Be sure to get all the ingredients measured and prepared before turning on the stove!

A complete list of ingredients is in the recipe; here is a photo of what you will need:

Preparing the ingredients

a) Measure out the macaroni: 8 ounces = 2 cups = 1/2 box

b) Shred 12 ounces of sharp cheddar cheese

c) Mince (that means to chop really fine) 1/2 cup of yellow onion

d) Measure (precisely) 3 Tablespoons of flour, 3 Tablespoons of butter, 3 cups of milk, 1 tablespoon of powdered mustard, 1 teaspoon of salt, and 1/8 teaspoon of black pepper

The flour, butter and milk must be measured accurately. Those three ingredients are the base of a béchamel (white sauce) to which we will then add the mustard, salt and pepper and the cheese. The ratio of the flour, butter and the milk will affect the outcome of your Mac and Cheese. (Too much milk and it will be runny, too much flour and it will too dry)

Bread Crumb Topping

Make the bread crumb topping by trimming off the crusts of 4 slices of bread, and then cut the bread into crumbs.

Melt 2 Tablespoons of butter.

In a medium bowl, combine the butter and bread crumbs.

Set this aside for now.

Cooking the Macaroni

Follow the directions on the box of the macaroni YOU purchased. Elbow style is traditional, but any small-to-medium size pasta would work as well. To review how to cook pasta, check out my video on How to Cook Pasta.

Putting it all Together

While the pasta is cooking, melt 3 tablespoons of the butter over very low heat in a separate medium size pot.

Whisk in the flour and…

…keep it moving for about one minute, making sure it’s free of lumps.

Whisk in the mustard, salt and pepper, milk…

…and the minced onion.

Simmer for about seven to ten minutes until the mixture is thickened and smooth, stirring often.

The next step-adding an egg- can be a bit tricky. You need to “temper” the egg first. That means to warm it up so that it does not just turn into scrambled eggs when you add it to the thickened, hot, milk mixture (béchamel).

The egg will make the Mac and Cheese smoother and creamier. I have tried this recipe with and without adding the egg and it does affect the texture of the final recipe.

In a medium bowl, beat one egg.

Warm the egg by drizzling in, very slowly, 2-3 Tablespoons of the thickened milk mixture. Continue to wisk the mixture as you drizzle. (You can use a 1/4 cup measuring cup to scoop out the sauce from the pan.)

Now add the egg mixture to the pot.

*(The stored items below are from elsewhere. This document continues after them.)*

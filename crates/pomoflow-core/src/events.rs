use serde::{Deserialize, Serialize};

/// Remaining-seconds value reported when no countdown is set.
pub const IDLE_SENTINEL: i64 = -1;

/// Outbound message from the engine to its host.
///
/// Serializes to the wire shape `{"type": "tick", "seconds": 5}`.
#[derive(Debug, Clone, Copy, PartialEq, Eq, Serialize, Deserialize)]
#[serde(tag = "type", rename_all = "lowercase")]
pub enum Event {
    Tick { seconds: i64 },
}

impl Event {
    pub fn tick(seconds: i64) -> Self {
        Event::Tick { seconds }
    }

    pub fn idle() -> Self {
        Event::Tick {
            seconds: IDLE_SENTINEL,
        }
    }

    pub fn seconds(&self) -> i64 {
        match self {
            Event::Tick { seconds } => *seconds,
        }
    }
}

#[cfg(test)]
mod tests {
    use super::*;

    #[test]
    fn tick_uses_wire_shape() {
        let json = serde_json::to_value(Event::tick(42)).unwrap();
        assert_eq!(json, serde_json::json!({ "type": "tick", "seconds": 42 }));
    }

    #[test]
    fn idle_tick_carries_sentinel() {
        let json = serde_json::to_string(&Event::idle()).unwrap();
        assert_eq!(json, r#"{"type":"tick","seconds":-1}"#);
    }
}
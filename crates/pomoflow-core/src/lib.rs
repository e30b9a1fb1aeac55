//! # Pomoflow Core Library
//!
//! Drift-corrected countdown engine for the Pomoflow Pomodoro timer. A host
//! (UI, CLI, anything that can pass messages) sends `start`/`stop`/`setEnd`
//! commands and receives `tick` events carrying the seconds left.
//!
//! ## Architecture
//!
//! - **Timer Engine**: a clock-driven state machine that stores the absolute
//!   end time and recomputes remaining seconds on every tick, so a throttled
//!   or suspended host never accumulates drift
//! - **Worker**: a tokio task that owns one engine and its periodic schedule,
//!   reachable only through channels
//! - **Clock**: wall, monotonic and manual time sources
//! - **Config**: TOML-based tuning of cadence and overrun policy
//!
//! ## Key Components
//!
//! - [`TimerEngine`]: Core countdown state machine
//! - [`spawn`]: Run an engine in its own task
//! - [`Command`] / [`Event`]: The message protocol
//! - [`Config`]: Application configuration management

pub mod clock;
pub mod config;
pub mod error;
pub mod events;
pub mod timer;

pub use clock::{Clock, ManualClock, MonotonicClock, SystemClock};
pub use config::{Config, LoggingConfig, TimerConfig, MAX_TICK_INTERVAL_MS};
pub use error::{ConfigError, CoreError, ProtocolError, ValidationError};
pub use events::{Event, IDLE_SENTINEL};
pub use timer::{
    spawn, Command, ScheduleHandle, Ticks, TimerEngine, TimerHandle, TimerState, TimerStatus,
    TimerWorker,
};
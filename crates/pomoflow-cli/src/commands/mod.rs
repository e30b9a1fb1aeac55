pub mod config;
pub mod countdown;
pub mod worker;
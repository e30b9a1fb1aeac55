use clap::{CommandFactory, Parser, Subcommand};
use pomoflow_core::{Config, LoggingConfig};
use tracing::warn;
use tracing_subscriber::EnvFilter;

mod commands;

#[derive(Parser)]
#[command(name = "pomoflow-cli", version, about = "Pomoflow countdown CLI")]
struct Cli {
    #[command(subcommand)]
    command: Commands,
}

#[derive(Subcommand)]
enum Commands {
    /// Speak the timer protocol over stdin/stdout (JSON lines)
    Worker,
    /// Run a countdown in the terminal
    Countdown(commands::countdown::CountdownArgs),
    /// Configuration management
    Config {
        #[command(subcommand)]
        action: commands::config::ConfigAction,
    },
    /// Print shell completions
    Completions {
        #[arg(value_enum)]
        shell: clap_complete::Shell,
    },
}

fn init_tracing(level: &str) {
    let filter = EnvFilter::try_from_default_env().unwrap_or_else(|_| EnvFilter::new(level));
    tracing_subscriber::fmt()
        .with_env_filter(filter)
        .with_writer(std::io::stderr)
        .with_target(false)
        .init();
}

fn main() {
    let cli = Cli::parse();

    let loaded = Config::load();
    let level = match &loaded {
        Ok(config) => config.logging.level.clone(),
        Err(_) => LoggingConfig::default().level,
    };
    init_tracing(&level);
    let config = loaded.unwrap_or_else(|e| {
        warn!(error = %e, "falling back to default configuration");
        Config::default()
    });

    let result = match cli.command {
        Commands::Worker => commands::worker::run(&config),
        Commands::Countdown(args) => commands::countdown::run(&config, args),
        Commands::Config { action } => commands::config::run(action),
        Commands::Completions { shell } => {
            clap_complete::generate(
                shell,
                &mut Cli::command(),
                "pomoflow-cli",
                &mut std::io::stdout(),
            );
            Ok(())
        }
    };

    if let Err(e) = result {
        eprintln!("error: {e}");
        std::process::exit(1);
    }
}
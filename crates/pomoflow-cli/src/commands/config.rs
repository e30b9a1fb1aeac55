use clap::Subcommand;
use pomoflow_core::Config;

#[derive(Subcommand)]
pub enum ConfigAction {
    /// Get a config value
    Get {
        /// Config key (e.g. "timer.tick_interval_ms", "logging.level")
        key: String,
    },
    /// Set a config value
    Set {
        /// Config key
        key: String,
        /// New value
        value: String,
    },
    /// List all config values
    List,
    /// Reset config to defaults
    Reset,
    /// Print the config file location
    Path,
}

pub fn run(action: ConfigAction) -> Result<(), Box<dyn std::error::Error>> {
    match action {
        ConfigAction::Get { key } => {
            let config = Config::load_or_default();
            match config.get(&key) {
                Some(value) => println!("{value}"),
                None => return Err(format!("unknown key: {key}").into()),
            }
        }
        ConfigAction::Set { key, value } => {
            let mut config = Config::load()?;
            config.set(&key, &value)?;
            config.save()?;
            println!("ok");
        }
        ConfigAction::List => {
            let config = Config::load_or_default();
            let json = serde_json::to_string_pretty(&config)?;
            println!("{json}");
        }
        ConfigAction::Reset => {
            let config = Config::default();
            config.save()?;
            println!("config reset to defaults");
        }
        ConfigAction::Path => {
            println!("{}", Config::path()?.display());
        }
    }
    Ok(())
}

Stir in the cheese.

Fold the cooked and drained macaroni into the mix

Pour everything into a 2-quart casserole dish. (My dish is a Pyrex dish measuring 8 inches square by 2 inches high.) It should be very “soupy” at this point. Don’t worry, it will firm up in the oven.

Top the macaroni with the bread crumbs.

Bake for 30 minutes in a 350 degree preheated oven. Remove from oven and rest for five minutes before serving.

Variations

As I said at the very beginning, there are many variations to this classic dish. Many recipes use a combination of three or four cheeses. Each affects the final taste and texture. (One very famous recipe uses American cheese for a smoother consistency. That recipe was, by far, MY least favorite as I found the American cheese flavor overpowers the entire dish.)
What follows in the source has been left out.